Threatpost is reporting the use of the more unusual malware vectors with a pentester sending bogus CDs and letters supposedly from the National Credit Union Administration containing training materials. The CDs, of course, contain malware and the real lesson is not to judge a CD by its cover letter.

There's nothing new about this type of attack vector; its similar to an old case of pentesters who left usb sticks outside their target and watched the employees 'find' the drives and then, as expected, plug them in their computers as soon as they got into the office.

While a well trained staff should have had second thoughts about the latter, the former is much more troubling. How would even a trained security officer know the difference between a 'real' training CD from an official body (or partner company) and a fake?

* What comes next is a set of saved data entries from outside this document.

use nalgebra::Vector2;

/// Abstract skater controls, sampled once per logic tick by the host.
///
/// Edge flags (`*_down`, `*_up`, tricks) latch until a state consumes them or
/// the next physics tick ends, so a press sampled between physics ticks is
/// never lost. Level flags (`*_held`) and the move vector are overwritten on
/// every sample.
#[derive(Debug, Clone, Copy, Default, PartialEq)]
pub struct Intent {
    /// `x` steers/leans (right positive), `y` pushes (positive) or brakes (negative)
    pub move_axis: Vector2<f32>,
    pub jump_down: bool,
    pub jump_held: bool,
    pub jump_up: bool,
    pub grind_down: bool,
    pub grind_held: bool,
    pub trick_primary: bool,
    pub trick_alt: bool,
    pub trick_special: bool,
}

impl Intent {
    /// Merges a fresh host sample: levels replace, edges accumulate.
    pub fn apply_sample(&mut self, sample: &Intent) {
        self.move_axis = Vector2::new(
            sample.move_axis.x.clamp(-1.0, 1.0),
            sample.move_axis.y.clamp(-1.0, 1.0),
        );
        self.jump_held = sample.jump_held;
        self.grind_held = sample.grind_held;
        self.jump_down |= sample.jump_down;
        self.jump_up |= sample.jump_up;
        self.grind_down |= sample.grind_down;
        self.trick_primary |= sample.trick_primary;
        self.trick_alt |= sample.trick_alt;
        self.trick_special |= sample.trick_special;
    }

    pub fn take_jump_down(&mut self) -> bool {
        std::mem::take(&mut self.jump_down)
    }

    pub fn take_jump_up(&mut self) -> bool {
        std::mem::take(&mut self.jump_up)
    }

    pub fn take_trick_primary(&mut self) -> bool {
        std::mem::take(&mut self.trick_primary)
    }

    pub fn take_trick_alt(&mut self) -> bool {
        std::mem::take(&mut self.trick_alt)
    }

    pub fn take_trick_special(&mut self) -> bool {
        std::mem::take(&mut self.trick_special)
    }

    /// Drops unconsumed edges at the end of a physics tick.
    pub fn clear_edges(&mut self) {
        self.jump_down = false;
        self.jump_up = false;
        self.grind_down = false;
        self.trick_primary = false;
        self.trick_alt = false;
        self.trick_special = false;
    }

    pub fn lean(&self) -> f32 {
        self.move_axis.x
    }

    pub fn push(&self) -> f32 {
        self.move_axis.y
    }
}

Many organizations are constantly receiving CDs in the mail, legitimate CDs from partners, regulatory and government bodies or software trials/updates from vendors. Should someone with malicious intent be targeting an institution (or institutions), then slipping this type of trojan-laden CD into the mail probably wouldn't be all that hard. Especially if it was disguised as something the organization was expecting or receives on a regular basis.

The downside of this type of spear-phishing attack is it becomes more difficult to maintain the level of anonymity that the internet can provide once you are passing out physical discs, so although it might have a higher strike rate for the attacker, the risks of being caught are also greatly increased.

I can recall once dealing with a company in the past who had simply removed all the CD drives from their PCs to stop employees bringing in malware. This is something similar to the old 'supergluing the usb ports' trick. While an effective measure, it is somewhat extreme and will more than likely cause more problems than it will solve.

Nonetheless this type of attack is a troubling thought for those tasked with protecting a company's information assets. The only good part is it is unusual and unlikely to happen to you, but might be worthwhile mentioning in your next security awareness course.